And finally, if we look at Doppler Radar measured wind gusts in tornadoes, the ante is upped over 300 mph. As I noted back in 2005 when talking about this subject, a remote Doppler radar also measured a wind of 318 mph in the Oklahoma City tornado in 1999, but the observation was "hundreds of feet" high, rather than on the ground as the other records mentioned. Prior to that, a "near-surface" wind reading of 286 mph was recorded by Doppler radar in a tornado in 1991, but that record is not considered official because it was not measured by an instrument and may have not been on ground level.
Grandfather Mountain 200 MPH* - "Disputed"
A 200 mph* reading surfaced at Grandfather Mountain, NC in 2006 (might have been higher but the anemometer couldn't go above 200), but was later disputed due to the physical location of the anemometer (they have since upgraded to a new location and instrument).
Greenland 207 MPH - "Verified"
Chris Burt [JessePedia], Author of "Extreme Weather" contributed to this blog entry, and said in his book that a 207 mph reading happened at Thule, Greenland in 1972. This PDF about the Cannon Mountain gust infers that the Greenland reading reading was verified.
Cannon Mountain 200 MPH* - "Verified"
Cannon Mountain, New Hampshire gusted to 200 mph* April 12, 1973. This PDF says that the reading was verified.
Longs Peak, CO 201 MPH - "Status Unknown"
This website says that Longs Peak, CO gusted to 201 mph in 1981 but does not give any information on whether the reading was ever authenticated.

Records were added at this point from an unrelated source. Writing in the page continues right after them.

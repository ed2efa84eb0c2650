//! Supervised process groups.
//!
//! Core owns the process model: the owner-side handle, the coordinator and
//! sentinel roles it re-executes, and the wire types between them.

pub mod coordinator;
pub mod supervisor;
pub mod types;
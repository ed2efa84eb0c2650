use crate::config::types::{Result, SandboxError};
use crate::core::types::{
    CompletionCallback, CoordinatorRequest, RaceReport, WorkerCommand, READY_TOKEN,
};
use crate::kernel::signal::{self, SignalCallback, TERMINATION_SIGNALS};
use log::{debug, info, warn};
use nix::errno::Errno;
use nix::sys::signal::{kill, Signal};
use nix::sys::wait::{waitid, waitpid, Id, WaitPidFlag};
use nix::unistd::Pid;
use std::io::{BufRead, BufReader, Write};
use std::path::{Path, PathBuf};
use std::process::{Child, ChildStdout, Command, Stdio};
use std::sync::{Arc, Condvar, Mutex, MutexGuard};
use std::time::{Duration, Instant};

/// Priority of the per-run forwarding callback; runs before host shutdown logic
const FORWARD_PRIORITY: i32 = 0;

fn to_process_error(prefix: &str, err: impl std::fmt::Display) -> SandboxError {
    SandboxError::Process(format!("{prefix}: {err}"))
}

fn lock<T>(mutex: &Mutex<T>) -> MutexGuard<'_, T> {
    mutex.lock().unwrap_or_else(|poisoned| poisoned.into_inner())
}

#[derive(Clone)]
struct GroupConfig {
    timeout: Duration,
    worker: WorkerCommand,
    on_done: Option<CompletionCallback>,
}

#[derive(Default)]
struct RunState {
    /// Coordinator pid; cleared the moment it is reaped
    coordinator: Option<Pid>,
    killed: bool,
    finished: bool,
    report: Option<RaceReport>,
}

/// One execution attempt, shared between the owner and its watcher thread
#[derive(Default)]
struct Run {
    state: Mutex<RunState>,
    done: Condvar,
}

impl Run {
    fn is_finished(&self) -> bool {
        lock(&self.state).finished
    }

    fn wait_finished(&self) -> Option<RaceReport> {
        let mut state = lock(&self.state);
        while !state.finished {
            state = self
                .done
                .wait(state)
                .unwrap_or_else(|poisoned| poisoned.into_inner());
        }
        state.report.clone()
    }
}

/// Runs a worker command as an isolated process group with a hard wall-clock
/// timeout. See [`crate::core::coordinator`] for the process layout.
///
/// All methods take `&self`; a group can be shared between the thread that
/// starts runs and one that kills them.
///
/// The completion callback runs on a watcher thread and must not call
/// [`wait`](Self::wait) or [`kill`](Self::kill) on its own group.
pub struct SupervisedGroup {
    helper: PathBuf,
    config: Mutex<GroupConfig>,
    current: Mutex<Option<Arc<Run>>>,
}

impl SupervisedGroup {
    /// Uses the running executable as the helper binary
    pub fn new(timeout: Duration, worker: WorkerCommand) -> Result<Self> {
        Ok(Self::with_helper(std::env::current_exe()?, timeout, worker))
    }

    /// `helper` must be a guestvisor binary; it is re-executed for the
    /// coordinator and sentinel roles.
    pub fn with_helper(helper: impl Into<PathBuf>, timeout: Duration, worker: WorkerCommand) -> Self {
        Self {
            helper: helper.into(),
            config: Mutex::new(GroupConfig {
                timeout,
                worker,
                on_done: None,
            }),
            current: Mutex::new(None),
        }
    }

    pub fn helper(&self) -> &Path {
        &self.helper
    }

    /// Register the single callback invoked with each resolved run's report
    pub fn when_done<F>(&self, callback: F)
    where
        F: Fn(&RaceReport) + Send + Sync + 'static,
    {
        lock(&self.config).on_done = Some(Arc::new(callback));
    }

    /// Replace the worker for subsequent runs
    pub fn set_worker(&self, worker: WorkerCommand) {
        lock(&self.config).worker = worker;
    }

    pub fn set_timeout(&self, timeout: Duration) {
        lock(&self.config).timeout = timeout;
    }

    pub fn timeout(&self) -> Duration {
        lock(&self.config).timeout
    }

    fn current_run(&self) -> Option<Arc<Run>> {
        lock(&self.current).clone()
    }

    /// Spawn the coordinator and block until it reports readiness.
    pub fn start(&self) -> Result<()> {
        let mut current = lock(&self.current);
        if let Some(run) = current.as_ref() {
            if !run.is_finished() {
                return Err(SandboxError::AlreadyRunning);
            }
        }

        let config = lock(&self.config).clone();
        let run = Arc::new(Run::default());
        let started = Instant::now();

        let forwarder = {
            let run = run.clone();
            signal::callback(move |sig| {
                let state = lock(&run.state);
                if let Some(pid) = state.coordinator {
                    debug!("Forwarding {} to coordinator {} as SIGTERM", sig, pid);
                    let _ = kill(pid, Signal::SIGTERM);
                }
            })
        };
        signal::register_signals(&TERMINATION_SIGNALS, &forwarder, FORWARD_PRIORITY)?;

        let (child, stdout) = match self.spawn_coordinator(&config, &run) {
            Ok(spawned) => spawned,
            Err(e) => {
                let _ = signal::unregister_signals(&TERMINATION_SIGNALS, &forwarder);
                return Err(e);
            }
        };
        let pid = Pid::from_raw(child.id() as i32);
        debug!("Coordinator {} ready", pid);

        let watcher = {
            let run = run.clone();
            let on_done = config.on_done.clone();
            let forwarder = forwarder.clone();
            std::thread::Builder::new()
                .name(format!("supervise-{}", pid))
                .spawn(move || watch(run, pid, stdout, on_done, forwarder, started))
        };
        if let Err(e) = watcher {
            // Nobody would ever reap the coordinator; tear the run down here.
            let _ = kill(pid, Signal::SIGTERM);
            let _ = waitpid(pid, None);
            let _ = signal::unregister_signals(&TERMINATION_SIGNALS, &forwarder);
            return Err(to_process_error("spawn(watcher)", e));
        }

        // The std handle is not used for reaping; the watcher owns that.
        drop(child);
        *current = Some(run);
        Ok(())
    }

    fn spawn_coordinator(&self, config: &GroupConfig, run: &Arc<Run>) -> Result<(Child, BufReader<ChildStdout>)> {
        let request = CoordinatorRequest {
            timeout_ms: config.timeout.as_millis() as u64,
            worker: config.worker.clone(),
        };

        let mut child = Command::new(&self.helper)
            .args(["--internal-role", "coordinator"])
            .stdin(Stdio::piped())
            .stdout(Stdio::piped())
            .spawn()
            .map_err(|e| {
                SandboxError::StartupFailure(format!(
                    "spawn({}) failed: {}",
                    self.helper.display(),
                    e
                ))
            })?;
        let pid = Pid::from_raw(child.id() as i32);
        lock(&run.state).coordinator = Some(pid);

        let handshake = (|| -> std::result::Result<BufReader<ChildStdout>, String> {
            let mut stdin = child.stdin.take().ok_or("coordinator stdin missing")?;
            let payload = serde_json::to_vec(&request).map_err(|e| e.to_string())?;
            stdin
                .write_all(&payload)
                .and_then(|_| stdin.flush())
                .map_err(|e| format!("failed to send request: {}", e))?;
            drop(stdin);

            let stdout = child.stdout.take().ok_or("coordinator stdout missing")?;
            let mut reader = BufReader::new(stdout);
            let mut line = String::new();
            reader
                .read_line(&mut line)
                .map_err(|e| format!("failed to read readiness token: {}", e))?;
            if line.trim_end() != READY_TOKEN {
                return Err(format!("unexpected handshake {:?}", line.trim_end()));
            }
            Ok(reader)
        })();

        match handshake {
            Ok(reader) => Ok((child, reader)),
            Err(reason) => {
                let _ = kill(pid, Signal::SIGKILL);
                let _ = child.wait();
                lock(&run.state).coordinator = None;
                Err(SandboxError::StartupFailure(reason))
            }
        }
    }

    /// Whether a run is still in flight. Non-blocking.
    pub fn running(&self) -> bool {
        self.current_run()
            .map(|run| !run.is_finished())
            .unwrap_or(false)
    }

    /// Pid of the current coordinator, while it is alive
    pub fn coordinator_pid(&self) -> Option<i32> {
        self.current_run()
            .and_then(|run| lock(&run.state).coordinator.map(Pid::as_raw))
    }

    /// Block until the coordinator has exited and the completion callback (if
    /// any) has returned. Returns the run's report; `None` when there was no
    /// run or the run was killed. A coordinator that died without reporting
    /// yields an [`Outcome::Lost`](crate::core::types::Outcome::Lost) report.
    pub fn wait(&self) -> Option<RaceReport> {
        self.current_run()?.wait_finished()
    }

    /// Tear down the current run and wait for it. No-op without a run.
    pub fn kill(&self) -> Result<()> {
        let Some(run) = self.current_run() else {
            return Ok(());
        };
        {
            let mut state = lock(&run.state);
            if state.finished {
                return Ok(());
            }
            state.killed = true;
            if let Some(pid) = state.coordinator {
                info!("Killing coordinator {} and its worker group", pid);
                match kill(pid, Signal::SIGTERM) {
                    Ok(()) | Err(Errno::ESRCH) => {}
                    Err(e) => return Err(to_process_error("kill(coordinator)", e)),
                }
            }
        }
        run.wait_finished();
        Ok(())
    }
}

/// Per-run watcher: read the report, reap the coordinator, run the callback.
fn watch(
    run: Arc<Run>,
    pid: Pid,
    mut status_pipe: BufReader<ChildStdout>,
    on_done: Option<CompletionCallback>,
    forwarder: SignalCallback,
    started: Instant,
) {
    let mut line = String::new();
    let report = match status_pipe.read_line(&mut line) {
        Ok(0) => None,
        Ok(_) => match serde_json::from_str::<RaceReport>(line.trim_end()) {
            Ok(report) => Some(report),
            Err(e) => {
                debug!("Coordinator {} sent no usable report ({}): {:?}", pid, e, line);
                None
            }
        },
        Err(e) => {
            debug!("Reading coordinator {} status pipe failed: {}", pid, e);
            None
        }
    };
    drop(status_pipe);

    // Wait without reaping so the pid cannot be recycled while kill() may
    // still target it; the real reap happens under the state lock.
    loop {
        match waitid(Id::Pid(pid), WaitPidFlag::WEXITED | WaitPidFlag::WNOWAIT) {
            Ok(_) => break,
            Err(Errno::EINTR) => continue,
            Err(e) => {
                warn!("waitid(coordinator {}) failed: {}", pid, e);
                break;
            }
        }
    }
    let killed = {
        let mut state = lock(&run.state);
        match waitpid(pid, None) {
            Ok(status) => debug!("Coordinator {} stopped: {:?}", pid, status),
            Err(e) => warn!("waitpid(coordinator {}) failed: {}", pid, e),
        }
        state.coordinator = None;
        state.killed
    };

    if let Err(e) = signal::unregister_signals(&TERMINATION_SIGNALS, &forwarder) {
        warn!("Failed to remove forwarding callback: {}", e);
    }

    let report = match report {
        Some(report) => Some(report),
        None if killed => None,
        None => {
            warn!("Coordinator {} exited without a report; run is lost", pid);
            Some(RaceReport::lost(started.elapsed().as_millis() as u64))
        }
    };

    if !killed {
        if let (Some(report), Some(callback)) = (report.as_ref(), on_done) {
            let outcome = std::panic::catch_unwind(std::panic::AssertUnwindSafe(|| callback(report)));
            if outcome.is_err() {
                warn!("Completion callback for coordinator {} panicked", pid);
            }
        }
    }

    let mut state = lock(&run.state);
    state.report = if killed { None } else { report };
    state.finished = true;
    run.done.notify_all();
}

Additional strong wind gusts that I have blogged about before include:
- 183 mph at Lee Vining, California - December 2006
Regardless of what any of us think, the measurement during Olivia needs to be verified by a meteorological institution, probably the WMO, before we can close the case on this. If there are any updates to any of this info in the future, I'll post them at the top of this article. So, to summarize:
WORLD WIND RECORDS:
- Oklahoma City 1999 - Tornado, Above Ground, By Doppler Radar (NOT OFFICIAL)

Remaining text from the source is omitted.